Tingkat partisipasi pemilih dalam Pilkada Serentak 2024 di DKJakarta hanya mencapai 58%. Angka ini menjadi sorotan tajam terhadap kualitas demokrasi di daerah bekas ibukota dan menyoroti kelemahan strategi Komisi Pemilihan Umum (KPU) DKJakarta. Meski berbagai program sosialisasi telah dijalankan, rendahnya partisipasi membuktikan bahwa upaya tersebut belum efektif dan membutuhkan evaluasi secara menyeluruh.
Dalam demokrasi, partisipasi pemilih adalah sebuah indikator keberhasilan pendidikan politik dan kepercayaan masyarakat terhadap proses pemilu. Namun, meskipun KPU DKJ telah melaporkan serangkaian upaya seperti kampanye media sosial, pemasangan baliho, dan pertemuan dengan masyarakat, data yang disajikan malah menunjukkan hasil yang mengecewakan. Terutama, kelompok pemilih muda dan penduduk di wilayah pinggir Jakarta yang sering kali sulit mengakses informasi tampaknya belum tersentuh secara optimal.
Fakta ini mengindikasikan adanya celah dalam edukasi politik kepada masyarakat. Banyak warga yang tidak memahami prosedur pemilu, bingung dengan lokasi tempat pemungutan suara, atau tidak mengenal visi dan misi calon.
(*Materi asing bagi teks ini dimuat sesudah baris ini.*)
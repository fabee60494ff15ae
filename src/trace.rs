//! Per-request lifecycle tracing.
//!
//! A [`ClientTrace`] is created for every dispatched request and stored in
//! the request's extensions. Transports look it up with
//! [`ClientTrace::from_request`] and call the event methods as the request
//! progresses. Each end event turns its elapsed time into one nanosecond
//! sample on the matching counter.
//!
//! ```text
//! get_conn ─┬─ dns_start ── dns_done                  -> dns_lookup
//!           ├─ connect_start ── connect_done          -> tcp_connection
//!           ├─ tls_handshake_start ── ..._done        -> tls_handshake
//!           ├──────────────── got_conn                -> get_connection
//!           ├──────────────────────── wrote_request   -> write_request
//!           └──────────────── got_first_response_byte -> get_response
//! ```

use std::sync::atomic::{AtomicU64, Ordering};
use std::sync::Arc;
use std::time::Instant;

use crate::counter::AvgRateCounter;
use crate::metrics::Metrics;

/// Timestamp slot, stored as nanoseconds since the trace was created plus
/// one. Zero means the event has not fired.
#[derive(Debug, Default)]
struct Slot(AtomicU64);

impl Slot {
    fn mark(&self, base: Instant) {
        let nanos = base.elapsed().as_nanos().min(u64::MAX as u128 - 1) as u64;
        self.0.store(nanos + 1, Ordering::Release);
    }

    fn get(&self) -> Option<u64> {
        match self.0.load(Ordering::Acquire) {
            0 => None,
            n => Some(n - 1),
        }
    }

    /// Consumes the slot so the matching end event records at most once.
    fn take(&self) -> Option<u64> {
        match self.0.swap(0, Ordering::AcqRel) {
            0 => None,
            n => Some(n - 1),
        }
    }
}

#[derive(Debug)]
struct TraceInner {
    metrics: Arc<Metrics>,
    base: Instant,
    get_conn: Slot,
    dns_start: Slot,
    connect_start: Slot,
    tls_start: Slot,
}

/// Lifecycle hooks of a single request.
///
/// Cloning yields a handle to the same timestamps, which is what request
/// extensions need. Separate requests never share a trace.
#[derive(Debug, Clone)]
pub struct ClientTrace {
    inner: Arc<TraceInner>,
}

impl ClientTrace {
    /// Creates a trace recording into `metrics`.
    pub fn new(metrics: Arc<Metrics>) -> Self {
        Self {
            inner: Arc::new(TraceInner {
                metrics,
                base: Instant::now(),
                get_conn: Slot::default(),
                dns_start: Slot::default(),
                connect_start: Slot::default(),
                tls_start: Slot::default(),
            }),
        }
    }

    /// Returns the trace attached to `request`, if any.
    pub fn from_request<B>(request: &http::Request<B>) -> Option<&ClientTrace> {
        request.extensions().get::<ClientTrace>()
    }

    /// Attaches this trace to `request`, replacing any previous one.
    pub fn attach<B>(&self, request: &mut http::Request<B>) {
        request.extensions_mut().insert(self.clone());
    }

    /// A connection is about to be acquired. Anchor of the cumulative
    /// metrics.
    pub fn get_conn(&self) {
        self.inner.get_conn.mark(self.inner.base);
    }

    /// Name resolution started.
    pub fn dns_start(&self) {
        self.inner.dns_start.mark(self.inner.base);
    }

    /// Name resolution finished.
    pub fn dns_done(&self) {
        self.phase_done(&self.inner.dns_start, &self.inner.metrics.dns_lookup);
    }

    /// A TCP dial started.
    pub fn connect_start(&self) {
        self.inner.connect_start.mark(self.inner.base);
    }

    /// A TCP dial finished, successfully or not.
    pub fn connect_done(&self) {
        self.phase_done(
            &self.inner.connect_start,
            &self.inner.metrics.tcp_connection,
        );
    }

    /// A TLS handshake started.
    pub fn tls_handshake_start(&self) {
        self.inner.tls_start.mark(self.inner.base);
    }

    /// A TLS handshake finished, successfully or not.
    pub fn tls_handshake_done(&self) {
        self.phase_done(&self.inner.tls_start, &self.inner.metrics.tls_handshake);
    }

    /// A connection is ready for the request.
    pub fn got_conn(&self) {
        self.since_anchor(&self.inner.metrics.get_connection);
    }

    /// The request has been fully written.
    pub fn wrote_request(&self) {
        self.since_anchor(&self.inner.metrics.write_request);
    }

    /// The first byte of the response arrived.
    pub fn got_first_response_byte(&self) {
        self.since_anchor(&self.inner.metrics.get_response);
    }

    fn now(&self) -> u64 {
        self.inner.base.elapsed().as_nanos().min(u64::MAX as u128) as u64
    }

    fn phase_done(&self, start: &Slot, counter: &AvgRateCounter) {
        if let Some(started) = start.take() {
            counter.incr(elapsed(started, self.now()));
        }
    }

    fn since_anchor(&self, counter: &AvgRateCounter) {
        if let Some(anchor) = self.inner.get_conn.get() {
            counter.incr(elapsed(anchor, self.now()));
        }
    }
}

fn elapsed(from: u64, to: u64) -> i64 {
    to.saturating_sub(from).min(i64::MAX as u64) as i64
}

#[cfg(test)]
mod tests {
    use super::*;
    use std::thread;
    use std::time::Duration;

    fn pause() {
        thread::sleep(Duration::from_millis(2));
    }

    #[test]
    fn full_waterfall() {
        let metrics = Arc::new(Metrics::new());
        let trace = ClientTrace::new(Arc::clone(&metrics));

        trace.get_conn();
        trace.dns_start();
        pause();
        trace.dns_done();
        trace.connect_start();
        pause();
        trace.connect_done();
        trace.tls_handshake_start();
        pause();
        trace.tls_handshake_done();
        trace.got_conn();
        pause();
        trace.wrote_request();
        pause();
        trace.got_first_response_byte();

        let s = metrics.snapshot();
        assert!(s.dns_lookup > 0.0);
        assert!(s.tcp_connection > 0.0);
        assert!(s.tls_handshake > 0.0);
        assert!(s.get_connection >= s.dns_lookup + s.tcp_connection + s.tls_handshake);
        assert!(s.write_request > s.get_connection);
        assert!(s.get_response > s.write_request);
    }

    #[test]
    fn absent_phases_record_nothing() {
        let metrics = Arc::new(Metrics::new());
        let trace = ClientTrace::new(Arc::clone(&metrics));

        // A reused connection: no dial, no resolution.
        trace.get_conn();
        trace.dns_done();
        trace.connect_done();
        trace.got_conn();

        assert_eq!(metrics.dns_lookup.hits(), 0);
        assert_eq!(metrics.tcp_connection.hits(), 0);
        assert_eq!(metrics.get_connection.hits(), 1);
    }

    #[test]
    fn end_event_records_once() {
        let metrics = Arc::new(Metrics::new());
        let trace = ClientTrace::new(Arc::clone(&metrics));

        trace.connect_start();
        trace.connect_done();
        trace.connect_done();

        assert_eq!(metrics.tcp_connection.hits(), 1);
    }

    #[test]
    fn no_anchor_no_cumulative_samples() {
        let metrics = Arc::new(Metrics::new());
        let trace = ClientTrace::new(Arc::clone(&metrics));

        trace.wrote_request();
        trace.got_first_response_byte();

        assert_eq!(metrics.write_request.hits(), 0);
        assert_eq!(metrics.get_response.hits(), 0);
    }

    #[test]
    fn attach_and_lookup() {
        let metrics = Arc::new(Metrics::new());
        let trace = ClientTrace::new(Arc::clone(&metrics));
        let mut request = http::Request::new(Vec::<u8>::new());

        assert!(ClientTrace::from_request(&request).is_none());
        trace.attach(&mut request);

        let found = ClientTrace::from_request(&request).unwrap();
        found.get_conn();
        found.got_conn();
        assert_eq!(metrics.get_connection.hits(), 1);
    }

    #[test]
    fn traces_are_independent() {
        let metrics = Arc::new(Metrics::new());
        let a = ClientTrace::new(Arc::clone(&metrics));
        let b = ClientTrace::new(Arc::clone(&metrics));

        a.get_conn();
        b.got_conn();

        assert_eq!(metrics.get_connection.hits(), 0);
    }
}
Selain itu, pendekatan kampanye yang cenderung teknis dinilai kurang efektif dalam membangkitkan kesadaran politik masyarakat di DKJakarta.
Rendahnya partisipasi juga disebabkan oleh meningkatnya ketidakpedulian masyarakat, terutama generasi muda, yang menganggap Pilkada sebagai ajang elitis tanpa dampak langsung pada kehidupan sehari-hari. Penurunan kepercayaan ini menjadi sinyal bahwa KPU perlu mengubah pendekatannya pada masyarakat agar lebih relevan dan inklusif.
Kegagalan ini tidak hanya berdampak pada aspek teknis penyelenggaraan, tetapi juga mengancam legitimasi demokrasi itu sendiri. Jika KPU DKJakarta tidak segera melakukan perbaikan, demokrasi di daerah bekas ibukota berisiko tereduksi menjadi formalitas administratif tanpa adanya partisipasi aktif dari rakyat.
Tantangan ke depan bagi KPU DKJakarta adalah mengembalikan kepercayaan publik melalui strategi yang lebih mendekatkan masyarakat pada proses demokrasi. Reformasi dalam pendekatan sosialisasi dan edukasi politik menjadi sebuah keharusan untuk lembaga seperti KPU.
Kualitas demokrasi tidak hanya bergantung pada jumlah pemilih yang datang ke TPS, tetapi juga pada kemampuan institusi seperti KPU dalam merangkul dan memberikan pendidikan pemilihan pada masyarakat untuk berpartisipasi secara bermakna. Dengan demikian, langkah perbaikan tidak hanya mendukung legitimasi Pilkada, tetapi juga memperkuat pondasi demokrasi yang sehat dan berkelanjutan di DKJakarta.